July Michigan News - by Rachel Bunting



The Different Proposals
STATEWIDE: There have been many different proposals being talked about by all the different marijuana advocacy groups. It can be a bit confusing when distinguishing which group you, as a patient, should support. Thankfully mLive was kind enough to put together an easy-to-read guide to the two main petition drives working toward the same ultimate goal, but with differing rules for the goal.

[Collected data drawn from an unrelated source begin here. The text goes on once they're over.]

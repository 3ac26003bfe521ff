//! Installed-feature inference.
//!
//! Reads `[Machine]` and `[Axis6]` flags; a flag is set when its value is
//! greater than zero. Pure function of the document.

use bitflags::bitflags;
use serde::Serialize;

use crate::blocks;
use crate::consts::MAX_THC_UNITS;
use crate::document::ParameterDocument;

bitflags! {
    /// Machine features inferred from the document.
    #[derive(Debug, Clone, Copy, PartialEq, Eq, Hash, Serialize)]
    pub struct MachineFeatures: u16 {
        const FRONT_PANEL         = 0x0001;
        const BEVEL_AXIS          = 0x0002;
        const DUAL_BEVEL          = 0x0004;
        /// Only set together with `DUAL_BEVEL`.
        const DUAL_TRANSVERSE     = 0x0008;
        const NO_ROTATE_TILT      = 0x0010;
        const ONE_ROTATE_TILT     = 0x0020;
        const DUAL_GANTRY         = 0x0040;
        const ROTATING_TRANSVERSE = 0x0080;
        /// X axis is the rail-mounted axis.
        const RAIL_X_AXIS         = 0x0100;
        const DUAL_TILT           = 0x0200;
    }
}

impl Default for MachineFeatures {
    fn default() -> Self {
        Self::empty()
    }
}

/// Machine topology: feature flags plus THC/ArcGlide unit counts.
#[derive(Debug, Clone, Copy, PartialEq, Eq, Default, Serialize)]
pub struct Topology {
    pub features: MachineFeatures,
    /// Sensor THC units, 0..=4.
    pub thc_count: i32,
    /// ArcGlide units, 0..=4.
    pub arc_glide_count: i32,
}

impl Topology {
    /// Infer the topology from `[Machine]` and `[Axis6]`.
    pub fn infer(doc: &ParameterDocument) -> Self {
        let flag = |header: &str, key: &str| doc.get_value(header, key).is_some_and(|v| v > 0);
        let count = |key: &str| {
            doc.get_value(blocks::MACHINE, key)
                .unwrap_or(0)
                .clamp(0, MAX_THC_UNITS)
        };

        let mut features = MachineFeatures::empty();
        let machine_flags = [
            (blocks::FRONT_PANEL_INSTALLED, MachineFeatures::FRONT_PANEL),
            (blocks::BEVEL_AXIS_INSTALLED, MachineFeatures::BEVEL_AXIS),
            (blocks::DUAL_BEVEL_INSTALLED, MachineFeatures::DUAL_BEVEL),
            (blocks::NO_ROTATE_TILT, MachineFeatures::NO_ROTATE_TILT),
            (blocks::ONE_ROTATE_TILT, MachineFeatures::ONE_ROTATE_TILT),
            (blocks::DUAL_GANTRY_INSTALLED, MachineFeatures::DUAL_GANTRY),
            (blocks::X_AXIS_ORIENTATION, MachineFeatures::RAIL_X_AXIS),
            (blocks::DUAL_TILT_MODE, MachineFeatures::DUAL_TILT),
        ];
        for (key, feature) in machine_flags {
            features.set(feature, flag(blocks::MACHINE, key));
        }
        features.set(
            MachineFeatures::DUAL_TRANSVERSE,
            flag(blocks::MACHINE, blocks::DUAL_TRANSVERSE_INSTALLED)
                && features.contains(MachineFeatures::DUAL_BEVEL),
        );
        features.set(
            MachineFeatures::ROTATING_TRANSVERSE,
            flag(blocks::AXIS6, blocks::ROTATING_TRANSVERSE),
        );

        let topology = Self {
            features,
            thc_count: count(blocks::SENSOR_THC_INSTALLED),
            arc_glide_count: count(blocks::ARC_GLIDE_THC_INSTALLED),
        };
        tracing::debug!(?topology, "topology inferred");
        topology
    }

    #[inline]
    pub fn has(&self, feature: MachineFeatures) -> bool {
        self.features.contains(feature)
    }

    /// A single bevel head is driven through `[Rotate]`/`[Tilt]`.
    pub fn single_bevel(&self) -> bool {
        self.has(MachineFeatures::BEVEL_AXIS)
            && (!self.has(MachineFeatures::DUAL_BEVEL)
                || !self.has(MachineFeatures::NO_ROTATE_TILT))
    }

    /// A second bevel head is driven through `[DualRotate]`/`[DualTilt]`.
    pub fn second_bevel(&self) -> bool {
        self.has(MachineFeatures::DUAL_BEVEL) && !self.has(MachineFeatures::ONE_ROTATE_TILT)
    }
}
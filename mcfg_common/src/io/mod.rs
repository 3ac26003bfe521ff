//! Logical I/O devices and `[I/O]` block key vocabulary.
//!
//! Devices are identified by fixed numeric codes; slots ("types") are
//! physical positions. The `[I/O]` block links the two in both
//! directions: `Input<slot>Type=<device>` and `Input<device>Number=<slot>`.

pub mod device;
pub mod key;
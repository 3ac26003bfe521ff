//! System-wide constants for the MCFG workspace.
//!
//! Single source of truth for the document format and I/O slot geometry.

use static_assertions::const_assert;

/// Fixed two-character line terminator of the document format.
pub const LINE_TERMINATOR: &str = "\r\n";

/// Prefix of the mandatory first line.
pub const CHECKSUM_PREFIX: &str = "Checksum=";

/// Number of slots in one input row.
pub const ROW_CAPACITY: i32 = 8;

/// First slot of input row 1.
pub const ROW1_START: i32 = 1;

/// First slot of input row 2.
pub const ROW2_START: i32 = ROW1_START + ROW_CAPACITY;

/// First slot of input row 3.
pub const ROW3_START: i32 = ROW2_START + ROW_CAPACITY;

/// Last slot of input row 3.
pub const ROW3_END: i32 = ROW3_START + ROW_CAPACITY - 1;

/// Torch-collision slot used when no branch claims a dedicated one.
pub const TORCH_COLLISION_FALLBACK_SLOT: i32 = ROW2_START + ROW_CAPACITY - 1;

/// First slot of the overflow region for relocated devices.
pub const OVERFLOW_START: i32 = 49;

/// Output slot of the drive-enable output.
pub const DRIVE_ENABLE_OUTPUT_SLOT: i32 = 24;

/// Maximum number of THC or ArcGlide units.
pub const MAX_THC_UNITS: i32 = 4;

/// Serial port types that remain enabled after conversion.
pub const ALLOWED_PORT_TYPES: [i32; 4] = [1, 2, 5, 6];

const_assert!(ROW3_START == 17);
const_assert!(ROW3_END == 24);
const_assert!(TORCH_COLLISION_FALLBACK_SLOT == 16);
const_assert!(OVERFLOW_START > ROW3_END);
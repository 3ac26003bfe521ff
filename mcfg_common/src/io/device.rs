//! Device vocabulary (closed sets with fixed numeric codes).

use core::fmt;

use serde::{Deserialize, Serialize};

// ─── IoSection ──────────────────────────────────────────────────────

/// Section of the `[I/O]` block.
#[derive(Debug, Clone, Copy, PartialEq, Eq, Hash, PartialOrd, Ord, Serialize, Deserialize)]
#[serde(rename_all = "lowercase")]
pub enum IoSection {
    Input,
    Output,
}

impl IoSection {
    /// Key prefix used in the `[I/O]` block.
    pub const fn prefix(self) -> &'static str {
        match self {
            Self::Input => "Input",
            Self::Output => "Output",
        }
    }
}

impl fmt::Display for IoSection {
    fn fmt(&self, f: &mut fmt::Formatter<'_>) -> fmt::Result {
        f.write_str(self.prefix())
    }
}

/// Device with a fixed numeric code in one I/O section.
pub trait Device: Copy + fmt::Debug {
    const SECTION: IoSection;

    /// Numeric device code as stored in the document.
    fn code(self) -> i32;
}

// ─── InputDevice ────────────────────────────────────────────────────

/// Input functions the converter assigns to slots.
#[derive(Debug, Clone, Copy, PartialEq, Eq, Hash, Serialize, Deserialize)]
#[repr(i32)]
pub enum InputDevice {
    CutMarkSense = 1,
    CutSense1 = 2,
    CutSense2 = 3,
    CutSense3 = 4,
    CutSense4 = 5,
    DriveDisabled = 6,
    XNegOvertravel = 7,
    XPosOvertravel = 8,
    YNegOvertravel = 9,
    YPosOvertravel = 10,
    TorchCollision = 11,
    DualHeadCollision = 14,
    ParkHead1 = 15,
    ParkHead2 = 16,
    RotateHome = 17,
    Rotate2Home = 18,
    TiltPosOvertravel = 19,
    TiltNegOvertravel = 20,
    Tilt2PosOvertravel = 21,
    Tilt2NegOvertravel = 22,
    Tilt3PosOvertravel = 23,
    Tilt3NegOvertravel = 24,
    Tilt4PosOvertravel = 25,
    Tilt4NegOvertravel = 26,
    Ncs1 = 47,
    Ncs2 = 52,
    Ncs3 = 57,
    Ncs4 = 62,
    ReadyToFire1 = 70,
    ReadyToFire2 = 71,
    ReadyToFire3 = 72,
    ReadyToFire4 = 73,
}

impl InputDevice {
    /// Torch-ready (nozzle contact sense) input of THC unit `n` (1-based).
    pub const fn torch_ready(n: i32) -> Option<Self> {
        match n {
            1 => Some(Self::Ncs1),
            2 => Some(Self::Ncs2),
            3 => Some(Self::Ncs3),
            4 => Some(Self::Ncs4),
            _ => None,
        }
    }

    /// Ready-to-fire input of ArcGlide unit `n` (1-based).
    pub const fn ready_to_fire(n: i32) -> Option<Self> {
        match n {
            1 => Some(Self::ReadyToFire1),
            2 => Some(Self::ReadyToFire2),
            3 => Some(Self::ReadyToFire3),
            4 => Some(Self::ReadyToFire4),
            _ => None,
        }
    }

    /// Independent cut-sense input `n` (1-based).
    pub const fn cut_sense(n: i32) -> Option<Self> {
        match n {
            1 => Some(Self::CutSense1),
            2 => Some(Self::CutSense2),
            3 => Some(Self::CutSense3),
            4 => Some(Self::CutSense4),
            _ => None,
        }
    }
}

impl Device for InputDevice {
    const SECTION: IoSection = IoSection::Input;

    fn code(self) -> i32 {
        self as i32
    }
}

// ─── OutputDevice ───────────────────────────────────────────────────

/// Output functions the converter assigns to slots.
#[derive(Debug, Clone, Copy, PartialEq, Eq, Hash, Serialize, Deserialize)]
#[repr(i32)]
pub enum OutputDevice {
    CutMarkControl = 1,
    CutControl1 = 2,
    CutControl2 = 3,
    CutControl3 = 4,
    CutControl4 = 5,
    DriveEnable = 6,
}

impl OutputDevice {
    /// Independent cut-control output `n` (1-based).
    pub const fn cut_control(n: i32) -> Option<Self> {
        match n {
            1 => Some(Self::CutControl1),
            2 => Some(Self::CutControl2),
            3 => Some(Self::CutControl3),
            4 => Some(Self::CutControl4),
            _ => None,
        }
    }
}

impl Device for OutputDevice {
    const SECTION: IoSection = IoSection::Output;

    fn code(self) -> i32 {
        self as i32
    }
}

     The Michigan Cannabis Coalition (MCC) began collecting signatures for their proposal in June after their petition was approved by the Michigan Board of State Canvassers. The MCC would like marijuana, as well as marijuana infused products, to be legal for any person over the age of 21 to use, purchase, possess, and transfer. It would allow the state Legislature to establish the tax on retail marijuana but specifies the revenue will be used to implement the act as well as education, public safety, and public health. In order to grow for retail sale, this plan would require licensing for marijuana facilities. For growing at home adults 21 and older may have no more than two flowering plants in one home, though local governments could establish their own ordinances on home growing. The proposal still does not promote or support driving under the influence or using the plant in public areas.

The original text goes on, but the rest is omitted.